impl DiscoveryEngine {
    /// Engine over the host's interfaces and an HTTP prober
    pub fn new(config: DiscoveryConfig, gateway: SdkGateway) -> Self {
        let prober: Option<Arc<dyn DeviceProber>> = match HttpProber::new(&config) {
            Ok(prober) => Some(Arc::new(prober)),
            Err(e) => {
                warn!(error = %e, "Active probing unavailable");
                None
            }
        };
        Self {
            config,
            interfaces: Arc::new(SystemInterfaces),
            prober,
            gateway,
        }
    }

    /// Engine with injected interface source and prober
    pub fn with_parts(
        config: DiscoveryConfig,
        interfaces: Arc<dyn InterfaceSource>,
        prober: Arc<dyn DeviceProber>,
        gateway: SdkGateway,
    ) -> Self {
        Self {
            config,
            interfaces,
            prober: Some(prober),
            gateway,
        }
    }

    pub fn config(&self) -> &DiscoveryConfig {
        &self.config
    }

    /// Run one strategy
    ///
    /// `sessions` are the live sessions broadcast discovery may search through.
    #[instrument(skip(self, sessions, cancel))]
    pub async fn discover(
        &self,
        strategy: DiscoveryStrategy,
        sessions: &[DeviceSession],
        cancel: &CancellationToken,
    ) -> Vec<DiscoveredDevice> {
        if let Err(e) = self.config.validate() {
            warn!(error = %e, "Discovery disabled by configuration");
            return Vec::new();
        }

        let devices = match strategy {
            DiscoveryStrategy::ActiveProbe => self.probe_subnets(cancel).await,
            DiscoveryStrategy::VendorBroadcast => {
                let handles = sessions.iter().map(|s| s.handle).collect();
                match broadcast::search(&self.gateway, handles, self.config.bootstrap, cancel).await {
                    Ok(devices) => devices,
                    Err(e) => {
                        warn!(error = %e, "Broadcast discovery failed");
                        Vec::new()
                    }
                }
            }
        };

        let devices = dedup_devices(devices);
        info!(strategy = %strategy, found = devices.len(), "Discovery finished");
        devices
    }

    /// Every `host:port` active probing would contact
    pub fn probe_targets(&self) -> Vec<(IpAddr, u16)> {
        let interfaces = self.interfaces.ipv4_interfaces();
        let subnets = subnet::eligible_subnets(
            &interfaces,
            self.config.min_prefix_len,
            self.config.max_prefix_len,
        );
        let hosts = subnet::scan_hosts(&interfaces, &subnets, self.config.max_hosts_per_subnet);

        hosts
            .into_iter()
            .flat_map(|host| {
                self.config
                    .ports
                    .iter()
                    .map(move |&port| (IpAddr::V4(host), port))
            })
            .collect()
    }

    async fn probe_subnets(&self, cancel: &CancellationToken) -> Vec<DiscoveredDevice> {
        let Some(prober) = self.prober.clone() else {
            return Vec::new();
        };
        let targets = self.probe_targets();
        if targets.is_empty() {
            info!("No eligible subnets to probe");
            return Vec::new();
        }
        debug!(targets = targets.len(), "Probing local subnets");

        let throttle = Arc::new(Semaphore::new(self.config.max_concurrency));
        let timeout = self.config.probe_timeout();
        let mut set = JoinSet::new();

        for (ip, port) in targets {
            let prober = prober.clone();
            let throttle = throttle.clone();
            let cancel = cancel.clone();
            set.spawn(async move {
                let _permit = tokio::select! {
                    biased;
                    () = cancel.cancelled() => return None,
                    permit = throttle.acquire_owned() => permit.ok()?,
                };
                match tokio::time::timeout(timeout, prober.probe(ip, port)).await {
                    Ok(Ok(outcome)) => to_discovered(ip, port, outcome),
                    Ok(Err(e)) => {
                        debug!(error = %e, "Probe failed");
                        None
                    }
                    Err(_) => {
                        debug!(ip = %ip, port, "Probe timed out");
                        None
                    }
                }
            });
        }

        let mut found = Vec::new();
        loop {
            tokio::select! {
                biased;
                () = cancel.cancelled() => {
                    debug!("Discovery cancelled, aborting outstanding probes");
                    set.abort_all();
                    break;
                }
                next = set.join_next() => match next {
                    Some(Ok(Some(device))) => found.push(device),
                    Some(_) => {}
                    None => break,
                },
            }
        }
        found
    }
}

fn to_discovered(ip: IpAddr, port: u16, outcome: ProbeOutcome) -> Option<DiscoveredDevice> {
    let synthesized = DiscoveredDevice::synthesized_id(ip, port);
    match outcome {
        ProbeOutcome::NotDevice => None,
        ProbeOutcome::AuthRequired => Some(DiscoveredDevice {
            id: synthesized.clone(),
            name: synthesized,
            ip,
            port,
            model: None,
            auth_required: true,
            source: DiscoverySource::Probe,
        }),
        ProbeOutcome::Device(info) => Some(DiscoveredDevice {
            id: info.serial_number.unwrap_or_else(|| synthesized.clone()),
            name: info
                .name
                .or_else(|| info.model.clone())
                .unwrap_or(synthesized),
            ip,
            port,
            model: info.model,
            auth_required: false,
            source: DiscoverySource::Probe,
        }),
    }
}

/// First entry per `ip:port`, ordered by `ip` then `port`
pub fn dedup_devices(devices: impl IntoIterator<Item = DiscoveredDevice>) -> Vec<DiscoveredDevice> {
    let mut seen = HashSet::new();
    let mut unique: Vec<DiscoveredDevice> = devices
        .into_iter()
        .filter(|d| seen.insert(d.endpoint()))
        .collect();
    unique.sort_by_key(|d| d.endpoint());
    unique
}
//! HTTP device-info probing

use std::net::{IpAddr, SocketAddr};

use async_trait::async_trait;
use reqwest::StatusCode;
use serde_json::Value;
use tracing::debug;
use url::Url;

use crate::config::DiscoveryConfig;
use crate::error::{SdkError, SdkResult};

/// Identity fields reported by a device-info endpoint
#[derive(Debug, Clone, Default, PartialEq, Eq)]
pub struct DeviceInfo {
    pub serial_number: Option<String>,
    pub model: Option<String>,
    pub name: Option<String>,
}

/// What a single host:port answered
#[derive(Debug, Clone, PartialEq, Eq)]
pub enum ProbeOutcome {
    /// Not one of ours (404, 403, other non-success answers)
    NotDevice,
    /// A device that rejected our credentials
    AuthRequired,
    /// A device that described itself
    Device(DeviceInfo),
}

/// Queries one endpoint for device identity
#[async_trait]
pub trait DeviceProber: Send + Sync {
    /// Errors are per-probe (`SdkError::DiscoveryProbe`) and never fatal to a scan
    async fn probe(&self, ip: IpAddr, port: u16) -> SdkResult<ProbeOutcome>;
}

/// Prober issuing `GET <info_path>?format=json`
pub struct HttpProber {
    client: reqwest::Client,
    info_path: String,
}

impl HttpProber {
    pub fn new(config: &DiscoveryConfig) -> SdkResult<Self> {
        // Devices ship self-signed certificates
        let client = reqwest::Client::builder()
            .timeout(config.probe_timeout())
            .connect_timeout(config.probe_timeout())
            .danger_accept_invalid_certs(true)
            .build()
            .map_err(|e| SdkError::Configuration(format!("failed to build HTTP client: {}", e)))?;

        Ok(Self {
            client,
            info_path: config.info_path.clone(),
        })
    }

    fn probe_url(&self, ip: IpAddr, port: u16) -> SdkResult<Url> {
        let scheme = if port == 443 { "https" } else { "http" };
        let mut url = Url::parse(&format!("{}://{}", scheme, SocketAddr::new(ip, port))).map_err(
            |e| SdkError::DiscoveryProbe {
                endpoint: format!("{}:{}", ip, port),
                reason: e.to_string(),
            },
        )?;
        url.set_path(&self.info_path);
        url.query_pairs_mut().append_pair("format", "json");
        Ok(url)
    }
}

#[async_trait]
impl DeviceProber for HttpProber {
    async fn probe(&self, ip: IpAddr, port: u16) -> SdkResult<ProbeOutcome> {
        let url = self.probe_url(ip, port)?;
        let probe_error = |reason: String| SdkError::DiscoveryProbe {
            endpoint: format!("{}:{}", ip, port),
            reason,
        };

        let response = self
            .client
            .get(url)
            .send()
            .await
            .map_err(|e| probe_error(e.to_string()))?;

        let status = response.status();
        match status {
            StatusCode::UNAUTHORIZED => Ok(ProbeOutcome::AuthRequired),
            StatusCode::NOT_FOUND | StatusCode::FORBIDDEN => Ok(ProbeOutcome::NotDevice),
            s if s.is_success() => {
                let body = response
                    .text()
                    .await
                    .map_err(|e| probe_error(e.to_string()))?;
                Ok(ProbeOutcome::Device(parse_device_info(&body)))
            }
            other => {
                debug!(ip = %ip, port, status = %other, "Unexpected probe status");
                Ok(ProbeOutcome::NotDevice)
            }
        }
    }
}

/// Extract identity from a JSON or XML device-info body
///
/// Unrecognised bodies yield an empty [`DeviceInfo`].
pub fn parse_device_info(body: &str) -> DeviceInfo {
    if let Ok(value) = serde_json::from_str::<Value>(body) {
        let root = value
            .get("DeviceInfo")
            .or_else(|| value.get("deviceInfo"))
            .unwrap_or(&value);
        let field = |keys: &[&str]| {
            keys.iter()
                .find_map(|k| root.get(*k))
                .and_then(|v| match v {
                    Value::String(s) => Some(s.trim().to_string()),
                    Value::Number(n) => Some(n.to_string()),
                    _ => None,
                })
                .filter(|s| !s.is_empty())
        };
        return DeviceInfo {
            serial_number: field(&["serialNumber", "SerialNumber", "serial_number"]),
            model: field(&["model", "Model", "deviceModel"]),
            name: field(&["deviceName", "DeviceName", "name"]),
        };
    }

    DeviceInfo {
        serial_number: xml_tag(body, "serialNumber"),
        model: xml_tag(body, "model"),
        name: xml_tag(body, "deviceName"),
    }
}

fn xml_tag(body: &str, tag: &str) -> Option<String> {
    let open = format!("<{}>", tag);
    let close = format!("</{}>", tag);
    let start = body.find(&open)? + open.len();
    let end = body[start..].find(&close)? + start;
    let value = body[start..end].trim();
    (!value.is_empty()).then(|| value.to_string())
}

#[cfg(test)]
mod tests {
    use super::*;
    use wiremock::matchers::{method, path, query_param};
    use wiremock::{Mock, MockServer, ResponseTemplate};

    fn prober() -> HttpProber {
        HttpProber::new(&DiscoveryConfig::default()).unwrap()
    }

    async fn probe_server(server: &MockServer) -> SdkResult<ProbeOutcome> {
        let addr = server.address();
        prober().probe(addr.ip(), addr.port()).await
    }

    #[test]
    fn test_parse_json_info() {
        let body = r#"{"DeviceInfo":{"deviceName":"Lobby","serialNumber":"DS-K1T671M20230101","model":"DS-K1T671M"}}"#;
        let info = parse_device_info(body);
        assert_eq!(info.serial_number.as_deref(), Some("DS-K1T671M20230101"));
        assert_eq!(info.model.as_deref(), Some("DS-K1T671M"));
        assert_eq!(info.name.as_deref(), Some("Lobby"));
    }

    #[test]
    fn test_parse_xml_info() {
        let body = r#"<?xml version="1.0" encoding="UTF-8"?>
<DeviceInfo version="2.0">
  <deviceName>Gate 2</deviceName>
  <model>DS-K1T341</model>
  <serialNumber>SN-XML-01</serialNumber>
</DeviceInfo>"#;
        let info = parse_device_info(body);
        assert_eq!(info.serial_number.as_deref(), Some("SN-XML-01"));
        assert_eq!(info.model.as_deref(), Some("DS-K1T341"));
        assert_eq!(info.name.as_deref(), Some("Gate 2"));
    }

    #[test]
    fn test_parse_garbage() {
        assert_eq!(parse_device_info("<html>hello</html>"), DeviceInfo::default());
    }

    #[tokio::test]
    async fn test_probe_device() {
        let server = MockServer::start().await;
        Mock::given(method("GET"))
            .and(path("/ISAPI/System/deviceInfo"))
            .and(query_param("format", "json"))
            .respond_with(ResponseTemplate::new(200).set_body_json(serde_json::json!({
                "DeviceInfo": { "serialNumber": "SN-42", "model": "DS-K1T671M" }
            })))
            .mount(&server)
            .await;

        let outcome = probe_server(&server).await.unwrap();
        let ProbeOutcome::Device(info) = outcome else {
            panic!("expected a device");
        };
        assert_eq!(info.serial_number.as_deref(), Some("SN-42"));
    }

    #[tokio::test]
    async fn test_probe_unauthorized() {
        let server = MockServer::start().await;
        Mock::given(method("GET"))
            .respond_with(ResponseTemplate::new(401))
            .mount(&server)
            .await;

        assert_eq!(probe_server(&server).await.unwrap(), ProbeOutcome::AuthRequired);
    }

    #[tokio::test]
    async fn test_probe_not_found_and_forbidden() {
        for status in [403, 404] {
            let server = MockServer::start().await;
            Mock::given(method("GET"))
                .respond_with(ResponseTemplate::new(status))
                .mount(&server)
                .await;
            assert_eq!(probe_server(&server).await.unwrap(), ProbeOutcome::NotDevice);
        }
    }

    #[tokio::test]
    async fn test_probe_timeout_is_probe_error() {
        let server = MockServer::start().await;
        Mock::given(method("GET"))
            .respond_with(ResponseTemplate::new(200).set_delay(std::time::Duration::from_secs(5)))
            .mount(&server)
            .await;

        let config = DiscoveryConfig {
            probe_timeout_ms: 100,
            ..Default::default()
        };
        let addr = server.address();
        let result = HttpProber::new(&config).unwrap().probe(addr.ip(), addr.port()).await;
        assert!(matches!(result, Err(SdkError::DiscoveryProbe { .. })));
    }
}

## [What to work on]
Filter the entries above down to the lines containing the word "SdkError".

## [Written reply]
use crate::error::{SdkError, SdkResult};
    /// Errors are per-probe (`SdkError::DiscoveryProbe`) and never fatal to a scan
            .map_err(|e| SdkError::Configuration(format!("failed to build HTTP client: {}", e)))?;
            |e| SdkError::DiscoveryProbe {
        let probe_error = |reason: String| SdkError::DiscoveryProbe {
        assert!(matches!(result, Err(SdkError::DiscoveryProbe { .. })));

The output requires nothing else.